Я хотел как-то съязвить, что у нас в Комсомольске немного по-другому, но не успел, потому что кабинка наша так же резко сбросила скорость, вызвав у меня небольшую тошноту и застыла на месте, одновременно открыв дверь. Дима вышел первым и вывел нас на площадь, разительно отличающуюся от той, с которой мы отбыли. На той царил праздник, там было шумно и светло, а вот здесь не так. Здесь было спокойно от малолюдности, серьёзно и как-то по-деловому всё.
— Пешком? — предложил Дима, — тут недалеко!
Мы согласились, и он повёл нас куда-то, и здесь нам уже не надо было поспевать за ним гуськом, здесь мы свободно пошли рядом, справа и слева от него, как два адъютанта, и можно было спокойно вертеть головой, рассматривая то место, в которое попали.
Честно сказать, подспудно я ожидал широких лестниц и коридоров, лифтов и площадок со множеством дверей, ведь в здании находимся, но вместо этого мы шли по самым настоящим пешеходным улицам, и не было ощущения того, что мы находимся внутри огромного небоскрёба, и вот это было самым ошеломляющим. Потолок скрывала густая искусственная листва в кронах сомкнувшихся над нашими головами деревьев аллеи, солнечный свет лился отовсюду, не оставляя тёмных мест, и вообще это напоминало не коридоры, а кварталы.

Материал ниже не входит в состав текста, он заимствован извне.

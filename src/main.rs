//! Scroll-driven card stack animator with a terminal preview.
//!
//! Run the binary to scroll through the capability section of the page and
//! watch the cards enter, stack and exit.
//! Run with `--print-config` to print the effective configuration.

mod app;
mod config;
mod core;
mod ui;

use std::io::{self, stderr};
use std::time::Instant;

use anyhow::Result;
use clap::Parser;
use crossterm::{
    event::{DisableMouseCapture, EnableMouseCapture},
    execute,
    terminal::{self, disable_raw_mode, enable_raw_mode, EnterAlternateScreen, LeaveAlternateScreen},
};
use ratatui::{backend::CrosstermBackend, widgets::Paragraph, Terminal};
use tokio::time::{interval, MissedTickBehavior};

use crate::app::{
    event::{spawn_event_reader, AppEvent},
    handler,
    state::{ActiveView, AppState},
};
use crate::config::AnimatorConfig;
use crate::core::page_progress;
use crate::ui::{
    chrome::{FloatingCtaButton, NavBar, ProgressBar},
    layout::AppLayout,
    page_view::PageView,
    popup::SettingsPopup,
    theme::Theme,
};

// ───────────────────────────────────────── CLI ───────────────

#[derive(Parser, Debug)]
#[command(name = env!("CARGO_PKG_NAME"), about = "Scroll-driven card stack preview")]
struct Cli {
    /// Show cards statically, without animation.
    #[arg(long)]
    reduced_motion: bool,

    /// Extra scroll room past the last card (0.5–1.0).
    #[arg(long)]
    extension_factor: Option<f64>,

    /// Depth at which cards stop receding.
    #[arg(long)]
    stack_cap: Option<usize>,

    /// Use the mobile constants regardless of terminal width.
    #[arg(long)]
    mobile: bool,

    /// Print the effective configuration and exit.
    #[arg(long)]
    print_config: bool,
}

impl Cli {
    fn apply(&self, config: &mut AnimatorConfig) {
        if self.reduced_motion {
            config.reduced_motion = true;
        }
        if let Some(e) = self.extension_factor {
            config.extension_factor = e;
        }
        if let Some(cap) = self.stack_cap {
            config.max_visible_stack_cards = cap;
        }
        if let Err(err) = config.validate() {
            tracing::warn!("{err}");
            config.clamp();
        }
    }
}

// ───────────────────────────────────────── draw ──────────────

fn draw(frame: &mut ratatui::Frame, state: &AppState) {
    let layout = AppLayout::from_area(frame.area());

    frame.render_widget(NavBar, layout.nav_area);
    frame.render_widget(
        ProgressBar {
            percent: state.page_percent,
            over_dark: state.dark_tracker.is_over_dark(),
        },
        layout.progress_area,
    );
    frame.render_widget(
        PageView {
            page: &state.page,
            scroll_offset: state.scroll_offset(),
            cards: &state.cards,
            surfaces: &state.surfaces,
        },
        layout.page_area,
    );
    frame.render_widget(FloatingCtaButton { style: state.cta.style() }, layout.page_area);

    let status = match &state.status_message {
        Some(msg) => msg.clone(),
        None => {
            let a = state.driver.animator();
            format!(
                " {}%  stack {:>5.1}%  cards {}/{}  writes {}  {}{}{} | ↑↓/wheel: scroll  1-4: sections  ?: settings  q: quit",
                page_progress::format_percent(state.page_percent),
                a.progress() * 100.0,
                state.visible_cards(),
                a.card_count(),
                a.total_writes(),
                if state.is_mobile() { "mobile " } else { "" },
                if a.settings().reduced_motion { "static " } else { "" },
                if state.motion_active() { "⟳" } else { " " },
            )
        }
    };
    frame.render_widget(
        Paragraph::new(status).style(Theme::status_bar_style()),
        layout.status_area,
    );

    if state.active_view == ActiveView::SettingsMenu {
        frame.render_widget(SettingsPopup { state }, frame.area());
    }
}

// ───────────────────────────────────────── main ─────────────

#[tokio::main]
async fn main() -> Result<()> {
    // Initialise tracing (only when RUST_LOG is set).
    tracing_subscriber::fmt()
        .with_env_filter(tracing_subscriber::EnvFilter::from_default_env())
        .with_writer(io::stderr) // never pollute stdout
        .init();

    let cli = Cli::parse();
    let mut config = AnimatorConfig::load();
    cli.apply(&mut config);

    if cli.print_config {
        print!("{}", config.serialise());
        return Ok(());
    }

    // ── terminal setup ────────────────────────────────────────
    let (cols, rows) = terminal::size()?;
    let frame_interval = config.frame_interval();
    let mut state = AppState::new(config, cols, rows, cli.mobile);

    enable_raw_mode()?;
    let mut stderr_handle = stderr();
    execute!(stderr_handle, EnterAlternateScreen, EnableMouseCapture)?;
    let backend = CrosstermBackend::new(stderr());
    let mut terminal = Terminal::new(backend)?;

    let mut events = spawn_event_reader(frame_interval);
    let mut frames = interval(frame_interval);
    frames.set_missed_tick_behavior(MissedTickBehavior::Skip);
    let mut dirty = true;

    // ── event loop ────────────────────────────────────────────
    loop {
        if dirty {
            terminal.draw(|frame| draw(frame, &state))?;
            dirty = false;
        }

        tokio::select! {
            biased;

            _ = frames.tick() => {
                let report = state.on_frame(Instant::now());
                dirty |= report.ran || report.motion_changed || state.scroll.is_animating();
            }

            Some(event) = events.recv() => {
                let now = Instant::now();
                state.status_message = None;
                match event {
                    AppEvent::Key(k) => handler::handle_key(&mut state, k, now),
                    AppEvent::Mouse(m) => handler::handle_mouse(&mut state, m, now),
                    AppEvent::Resize(w, h) => state.on_resize(w, h, now),
                }
                dirty = true;
            }
        }

        if state.should_quit {
            break;
        }
    }

    // ── teardown ──────────────────────────────────────────────
    state.shutdown();
    disable_raw_mode()?;
    execute!(terminal.backend_mut(), LeaveAlternateScreen, DisableMouseCapture)?;
    terminal.show_cursor()?;
    tracing::debug!(frames = state.driver.frames_run(), "exited");

    Ok(())
}
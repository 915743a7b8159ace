//! Whole-page scroll progress and the "over dark section" indicator state.

/// Vertical centre line of the progress indicator, in host units.
pub const INDICATOR_CENTRE: f64 = 30.5;

/// Percent of the document scrolled, in `[0, 100]`.
///
/// A document that fits in the viewport reports 0.
pub fn page_percent(scroll_offset: f64, document_height: f64, viewport_height: f64) -> f64 {
    let scrollable = document_height - viewport_height;
    if !(scrollable > 0.0) {
        return 0.0;
    }
    let scrolled = scroll_offset.max(0.0);
    (scrolled / scrollable * 100.0).min(100.0)
}

/// Indicator value as written to the host, two decimals.
pub fn format_percent(percent: f64) -> String {
    format!("{percent:.2}")
}

/// A section's rectangle relative to the viewport top.
#[derive(Debug, Clone, Copy, PartialEq)]
pub struct SectionRect {
    pub top: f64,
    pub bottom: f64,
}

impl SectionRect {
    /// Rect of a section at document position `top` with `height`, seen from
    /// `scroll_offset`.
    pub fn in_viewport(top: f64, height: f64, scroll_offset: f64) -> Self {
        let top = top - scroll_offset;
        Self {
            top,
            bottom: top + height,
        }
    }

    pub fn straddles(&self, line: f64) -> bool {
        self.top <= line && self.bottom > line
    }
}

/// Tracks whether the indicator sits over the dark section and reports only
/// transitions, so the host writes its class/colour change once.
#[derive(Debug, Clone, Default)]
pub struct DarkSectionTracker {
    over_dark: bool,
    centre: f64,
}

impl DarkSectionTracker {
    pub fn new(centre: f64) -> Self {
        Self {
            over_dark: false,
            centre,
        }
    }

    /// Feed the dark section's current rect.  Returns `Some(new_state)` when
    /// it changed.
    pub fn update(&mut self, rect: Option<SectionRect>) -> Option<bool> {
        let now_over = rect.is_some_and(|r| r.straddles(self.centre));
        if now_over == self.over_dark {
            return None;
        }
        self.over_dark = now_over;
        Some(now_over)
    }

    pub fn is_over_dark(&self) -> bool {
        self.over_dark
    }
}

Здесь были не просто двери с окнами, здесь были входные группы с витринами, и крылечки тут были, и всё остальное, в общем, если откинуть мысль о том, что мы сейчас идём внутри здания, легко можно было бы ощутить себя на улице богато изукрашенного архитектурными излишествами города будущего. Причём большинство из этих излишеств я не понимал, просто потому что не был к ним готов, но выглядело красиво даже на мой непритязательный вкус.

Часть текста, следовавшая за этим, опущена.